▸ **Prompt**:
Copy out all of the records, exactly as they appear.

Dataset records: Begin

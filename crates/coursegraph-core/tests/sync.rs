//! Fact log and sync worker behaviour against a flaky graph store

mod common;

use std::time::Duration;

use coursegraph_core::config::SyncConfig;
use coursegraph_core::domain::knowledge::GraphStore;
use coursegraph_core::domain::memory::{
    CircuitStateKind, FactLog, LearningEvent, LearningEventType, SyncWorker, WalState,
};
use coursegraph_core::infrastructure::graph::SqliteGraphStore;

use common::CountingStore;

fn sync_config() -> SyncConfig {
    SyncConfig {
        batch_size: 10,
        max_attempts: 20,
        backoff_base_ms: 0,
        backoff_max_ms: 0,
        failure_threshold: 5,
        cooldown_secs: 1,
        poll_interval_ms: 50,
    }
}

fn event(concept: &str) -> LearningEvent {
    LearningEvent::new(
        "student_1a2b3c4d",
        concept,
        LearningEventType::Struggling,
        0.9,
        format!("confused {} with something else", concept),
    )
}

#[tokio::test]
async fn test_outage_opens_circuit_then_drains_without_duplicates() {
    let log = FactLog::in_memory().await.expect("log");
    let store = CountingStore::new().await;
    let mut worker = SyncWorker::new(log.clone(), store.clone(), &sync_config());

    let concepts = ["Raft", "Paxos", "quorum", "leader lease", "vector clock"];
    for concept in concepts {
        log.append(&event(concept)).await.expect("append");
    }

    store.set_failing(true);
    let pass = worker.drain_once().await.expect("drain");
    assert_eq!(pass.failed, 5);
    assert_eq!(worker.breaker_state(), CircuitStateKind::Open);
    assert_eq!(log.scan(WalState::Failed).await.expect("scan").len(), 5);

    // Appends keep landing in the log while the circuit is open
    log.append(&event("two-phase commit")).await.expect("append");
    log.append(&event("gossip")).await.expect("append");
    let pass = worker.drain_once().await.expect("drain");
    assert_eq!(pass.dispatched, 0);
    assert_eq!(pass.deferred, 7);

    store.set_failing(false);
    tokio::time::sleep(Duration::from_millis(1_100)).await;

    let report = worker.drain_all().await.expect("drain all");
    assert_eq!(report.committed, 7);
    assert_eq!(report.already_applied, 0);
    assert_eq!(worker.breaker_state(), CircuitStateKind::Closed);
    assert_eq!(store.count_learning_events().await.expect("count"), 7);

    // A re-extracted copy of a committed fact folds into its record
    let again = worker.drain_all().await.expect("drain all");
    assert!(again.is_idle());
    log.append(&event("Raft")).await.expect("append");
    assert!(worker.drain_all().await.expect("drain all").is_idle());
    assert_eq!(store.count_learning_events().await.expect("count"), 7);

    let stats = log.stats().await.expect("stats");
    assert_eq!(stats.committed, 7);
    assert_eq!(stats.pending + stats.failed + stats.writing + stats.dead_letter, 0);
}

#[tokio::test]
async fn test_log_survives_restart_and_applies_once() {
    let dir = tempfile::tempdir().expect("tempdir");
    let path = dir.path().join("facts.db");
    let store = SqliteGraphStore::in_memory().await.expect("store");
    let fact = event("Byzantine fault tolerance");

    let record_id = {
        let log = FactLog::open(&path).await.expect("open");
        let record_id = log.append(&fact).await.expect("append");
        // Crash after the graph write but before the commit was logged
        log.transition(&record_id, WalState::Writing).await.expect("writing");
        assert!(store
            .apply_learning_event(&fact, &fact.idempotency_key())
            .await
            .expect("apply"));
        record_id
    };

    let log = FactLog::open(&path).await.expect("reopen");
    assert_eq!(log.get(&record_id).await.expect("get").map(|r| r.state), Some(WalState::Writing));
    assert_eq!(log.recover().await.expect("recover"), 1);
    assert_eq!(log.get(&record_id).await.expect("get").map(|r| r.attempt_count), Some(0));
    assert_eq!(log.append(&fact).await.expect("re-append"), record_id);

    let mut worker = SyncWorker::new(log.clone(), std::sync::Arc::new(store.clone()), &sync_config());
    let report = worker.drain_all().await.expect("drain");
    assert_eq!(report.committed, 1);
    assert_eq!(report.already_applied, 1);
    assert_eq!(store.count_learning_events().await.expect("count"), 1);
    let committed = log.get(&record_id).await.expect("get").expect("record");
    assert_eq!(committed.state, WalState::Committed);
    assert_eq!(committed.attempt_count, 1);
}

#[tokio::test]
async fn test_exhausted_record_is_dead_lettered() {
    let log = FactLog::in_memory().await.expect("log");
    let store = CountingStore::new().await;
    let config = SyncConfig {
        max_attempts: 2,
        failure_threshold: 100,
        ..sync_config()
    };
    let mut worker = SyncWorker::new(log.clone(), store.clone(), &config);
    let record_id = log.append(&event("CRDT")).await.expect("append");

    store.set_failing(true);
    worker.drain_once().await.expect("first attempt");
    let second = worker.drain_once().await.expect("second attempt");
    assert_eq!(second.dead_lettered, 1);

    let dead = log.dead_letters().await.expect("dead letters");
    assert_eq!(dead.len(), 1);
    assert_eq!(dead[0].record_id, record_id);
    assert_eq!(dead[0].attempt_count, 2);

    store.set_failing(false);
    assert!(worker.drain_all().await.expect("drain").is_idle());
    assert_eq!(store.count_learning_events().await.expect("count"), 0);
}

Dataset records: End

▸ **Solution to the problem**:
filename crates/coursegraph-core/tests/sync.rs
//! Fact log and sync worker behaviour against a flaky graph store

mod common;

use std::time::Duration;

use coursegraph_core::config::SyncConfig;
use coursegraph_core::domain::knowledge::GraphStore;
use coursegraph_core::domain::memory::{
    CircuitStateKind, FactLog, LearningEvent, LearningEventType, SyncWorker, WalState,
};
use coursegraph_core::infrastructure::graph::SqliteGraphStore;

use common::CountingStore;

fn sync_config() -> SyncConfig {
    SyncConfig {
        batch_size: 10,
        max_attempts: 20,
        backoff_base_ms: 0,
        backoff_max_ms: 0,
        failure_threshold: 5,
        cooldown_secs: 1,
        poll_interval_ms: 50,
    }
}

fn event(concept: &str) -> LearningEvent {
    LearningEvent::new(
        "student_1a2b3c4d",
        concept,
        LearningEventType::Struggling,
        0.9,
        format!("confused {} with something else", concept),
    )
}

#[tokio::test]
async fn test_outage_opens_circuit_then_drains_without_duplicates() {
    let log = FactLog::in_memory().await.expect("log");
    let store = CountingStore::new().await;
    let mut worker = SyncWorker::new(log.clone(), store.clone(), &sync_config());

    let concepts = ["Raft", "Paxos", "quorum", "leader lease", "vector clock"];
    for concept in concepts {
        log.append(&event(concept)).await.expect("append");
    }

    store.set_failing(true);
    let pass = worker.drain_once().await.expect("drain");
    assert_eq!(pass.failed, 5);
    assert_eq!(worker.breaker_state(), CircuitStateKind::Open);
    assert_eq!(log.scan(WalState::Failed).await.expect("scan").len(), 5);

    // Appends keep landing in the log while the circuit is open
    log.append(&event("two-phase commit")).await.expect("append");
    log.append(&event("gossip")).await.expect("append");
    let pass = worker.drain_once().await.expect("drain");
    assert_eq!(pass.dispatched, 0);
    assert_eq!(pass.deferred, 7);

    store.set_failing(false);
    tokio::time::sleep(Duration::from_millis(1_100)).await;

    let report = worker.drain_all().await.expect("drain all");
    assert_eq!(report.committed, 7);
    assert_eq!(report.already_applied, 0);
    assert_eq!(worker.breaker_state(), CircuitStateKind::Closed);
    assert_eq!(store.count_learning_events().await.expect("count"), 7);

    // A re-extracted copy of a committed fact folds into its record
    let again = worker.drain_all().await.expect("drain all");
    assert!(again.is_idle());
    log.append(&event("Raft")).await.expect("append");
    assert!(worker.drain_all().await.expect("drain all").is_idle());
    assert_eq!(store.count_learning_events().await.expect("count"), 7);

    let stats = log.stats().await.expect("stats");
    assert_eq!(stats.committed, 7);
    assert_eq!(stats.pending + stats.failed + stats.writing + stats.dead_letter, 0);
}

#[tokio::test]
async fn test_log_survives_restart_and_applies_once() {
    let dir = tempfile::tempdir().expect("tempdir");
    let path = dir.path().join("facts.db");
    let store = SqliteGraphStore::in_memory().await.expect("store");
    let fact = event("Byzantine fault tolerance");

    let record_id = {
        let log = FactLog::open(&path).await.expect("open");
        let record_id = log.append(&fact).await.expect("append");
        // Crash after the graph write but before the commit was logged
        log.transition(&record_id, WalState::Writing).await.expect("writing");
        assert!(store
            .apply_learning_event(&fact, &fact.idempotency_key())
            .await
            .expect("apply"));
        record_id
    };

    let log = FactLog::open(&path).await.expect("reopen");
    assert_eq!(log.get(&record_id).await.expect("get").map(|r| r.state), Some(WalState::Writing));
    assert_eq!(log.recover().await.expect("recover"), 1);
    assert_eq!(log.get(&record_id).await.expect("get").map(|r| r.attempt_count), Some(0));
    assert_eq!(log.append(&fact).await.expect("re-append"), record_id);

    let mut worker = SyncWorker::new(log.clone(), std::sync::Arc::new(store.clone()), &sync_config());
    let report = worker.drain_all().await.expect("drain");
    assert_eq!(report.committed, 1);
    assert_eq!(report.already_applied, 1);
    assert_eq!(store.count_learning_events().await.expect("count"), 1);
    let committed = log.get(&record_id).await.expect("get").expect("record");
    assert_eq!(committed.state, WalState::Committed);
    assert_eq!(committed.attempt_count, 1);
}

#[tokio::test]
async fn test_exhausted_record_is_dead_lettered() {
    let log = FactLog::in_memory().await.expect("log");
    let store = CountingStore::new().await;
    let config = SyncConfig {
        max_attempts: 2,
        failure_threshold: 100,
        ..sync_config()
    };
    let mut worker = SyncWorker::new(log.clone(), store.clone(), &config);
    let record_id = log.append(&event("CRDT")).await.expect("append");

    store.set_failing(true);
    worker.drain_once().await.expect("first attempt");
    let second = worker.drain_once().await.expect("second attempt");
    assert_eq!(second.dead_lettered, 1);

    let dead = log.dead_letters().await.expect("dead letters");
    assert_eq!(dead.len(), 1);
    assert_eq!(dead[0].record_id, record_id);
    assert_eq!(dead[0].attempt_count, 2);

    store.set_failing(false);
    assert!(worker.drain_all().await.expect("drain").is_idle());
    assert_eq!(store.count_learning_events().await.expect("count"), 0);
}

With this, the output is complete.